- [Description of the task]: Would you give the data below back exactly as it reads?
──────── Data shown ────────
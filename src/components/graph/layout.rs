//! Node geometry in world space.
//!
//! A node is a box whose top-left corner is [`GraphNode::position`]: a header
//! row with the label, then one row per anchor. Inputs sit on the left edge,
//! outputs on the right edge, each side filling rows from the top.

use super::anchor::{Anchor, AnchorSide};
use super::types::GraphNode;
use super::vector::Vec2;

/// Box and row dimensions, in world units.
#[derive(Clone, Debug, PartialEq)]
pub struct NodeMetrics {
	pub width: f64,
	pub header_height: f64,
	pub row_height: f64,
	/// Drawn anchor radius.
	pub anchor_radius: f64,
	/// Anchor hit radius in screen pixels, independent of zoom.
	pub anchor_hit_px: f64,
}

impl Default for NodeMetrics {
	fn default() -> Self {
		Self {
			width: 160.0,
			header_height: 30.0,
			row_height: 24.0,
			anchor_radius: 6.0,
			anchor_hit_px: 10.0,
		}
	}
}

impl NodeMetrics {
	/// Width and height of a node's box.
	pub fn node_size(&self, node: &GraphNode) -> Vec2 {
		let inputs = node.side(AnchorSide::Input).count();
		let outputs = node.side(AnchorSide::Output).count();
		let rows = inputs.max(outputs) as f64;
		Vec2::new(
			self.width,
			self.header_height + rows * self.row_height + self.row_height * 0.5,
		)
	}

	pub fn contains(&self, node: &GraphNode, world: Vec2) -> bool {
		let local = world - node.position;
		let size = self.node_size(node);
		local.x >= 0.0 && local.y >= 0.0 && local.x <= size.x && local.y <= size.y
	}

	/// World position of the anchor's connection point.
	pub fn anchor_position(&self, node: &GraphNode, anchor: &Anchor) -> Option<Vec2> {
		let row = node
			.side(anchor.side)
			.position(|a| a.id == anchor.id)?;
		let x = match anchor.side {
			AnchorSide::Input => 0.0,
			AnchorSide::Output => self.width,
		};
		let y = self.header_height + (row as f64 + 0.5) * self.row_height;
		Some(node.position + Vec2::new(x, y))
	}

	/// Anchor positions for every anchor of a node.
	pub fn anchor_positions<'a>(
		&'a self,
		node: &'a GraphNode,
	) -> impl Iterator<Item = (&'a Anchor, Vec2)> + 'a {
		node.anchors
			.iter()
			.filter_map(move |a| self.anchor_position(node, a).map(|p| (a, p)))
	}
}

/// Control points for a connection drawn as a horizontal cubic Bézier from
/// an output at `from` to an input at `to`.
pub fn connection_curve(from: Vec2, to: Vec2) -> (Vec2, Vec2) {
	let pull = (to.x - from.x).abs().max(50.0) * 0.5;
	(from + Vec2::new(pull, 0.0), to - Vec2::new(pull, 0.0))
}
use crate::clock::Clock;
use crate::tracker::Tracker;
use std::{path::PathBuf, sync::Arc};
use tokio::sync::Mutex;

#[derive(Clone)]
pub struct AppState {
    pub data_path: PathBuf,
    pub clock: Arc<dyn Clock>,
    pub tracker: Arc<Mutex<Tracker>>,
}

impl AppState {
    pub fn new(data_path: PathBuf, clock: Arc<dyn Clock>, tracker: Tracker) -> Self {
        Self {
            data_path,
            clock,
            tracker: Arc::new(Mutex::new(tracker)),
        }
    }
}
────────
- [Your response]:
filename src/components/graph/layout.rs
//! Node geometry in world space.
//!
//! A node is a box whose top-left corner is [`GraphNode::position`]: a header
//! row with the label, then one row per anchor. Inputs sit on the left edge,
//! outputs on the right edge, each side filling rows from the top.

use super::anchor::{Anchor, AnchorSide};
use super::types::GraphNode;
use super::vector::Vec2;

/// Box and row dimensions, in world units.
#[derive(Clone, Debug, PartialEq)]
pub struct NodeMetrics {
	pub width: f64,
	pub header_height: f64,
	pub row_height: f64,
	/// Drawn anchor radius.
	pub anchor_radius: f64,
	/// Anchor hit radius in screen pixels, independent of zoom.
	pub anchor_hit_px: f64,
}

impl Default for NodeMetrics {
	fn default() -> Self {
		Self {
			width: 160.0,
			header_height: 30.0,
			row_height: 24.0,
			anchor_radius: 6.0,
			anchor_hit_px: 10.0,
		}
	}
}

impl NodeMetrics {
	/// Width and height of a node's box.
	pub fn node_size(&self, node: &GraphNode) -> Vec2 {
		let inputs = node.side(AnchorSide::Input).count();
		let outputs = node.side(AnchorSide::Output).count();
		let rows = inputs.max(outputs) as f64;
		Vec2::new(
			self.width,
			self.header_height + rows * self.row_height + self.row_height * 0.5,
		)
	}

	pub fn contains(&self, node: &GraphNode, world: Vec2) -> bool {
		let local = world - node.position;
		let size = self.node_size(node);
		local.x >= 0.0 && local.y >= 0.0 && local.x <= size.x && local.y <= size.y
	}

	/// World position of the anchor's connection point.
	pub fn anchor_position(&self, node: &GraphNode, anchor: &Anchor) -> Option<Vec2> {
		let row = node
			.side(anchor.side)
			.position(|a| a.id == anchor.id)?;
		let x = match anchor.side {
			AnchorSide::Input => 0.0,
			AnchorSide::Output => self.width,
		};
		let y = self.header_height + (row as f64 + 0.5) * self.row_height;
		Some(node.position + Vec2::new(x, y))
	}

	/// Anchor positions for every anchor of a node.
	pub fn anchor_positions<'a>(
		&'a self,
		node: &'a GraphNode,
	) -> impl Iterator<Item = (&'a Anchor, Vec2)> + 'a {
		node.anchors
			.iter()
			.filter_map(move |a| self.anchor_position(node, a).map(|p| (a, p)))
	}
}

/// Control points for a connection drawn as a horizontal cubic Bézier from
/// an output at `from` to an input at `to`.
pub fn connection_curve(from: Vec2, to: Vec2) -> (Vec2, Vec2) {
	let pull = (to.x - from.x).abs().max(50.0) * 0.5;
	(from + Vec2::new(pull, 0.0), to - Vec2::new(pull, 0.0))
}
use crate::clock::Clock;
use crate::tracker::Tracker;
use std::{path::PathBuf, sync::Arc};
use tokio::sync::Mutex;

#[derive(Clone)]
pub struct AppState {
    pub data_path: PathBuf,
    pub clock: Arc<dyn Clock>,
    pub tracker: Arc<Mutex<Tracker>>,
}

impl AppState {
    pub fn new(data_path: PathBuf, clock: Arc<dyn Clock>, tracker: Tracker) -> Self {
        Self {
            data_path,
            clock,
            tracker: Arc::new(Mutex::new(tracker)),
        }
    }
}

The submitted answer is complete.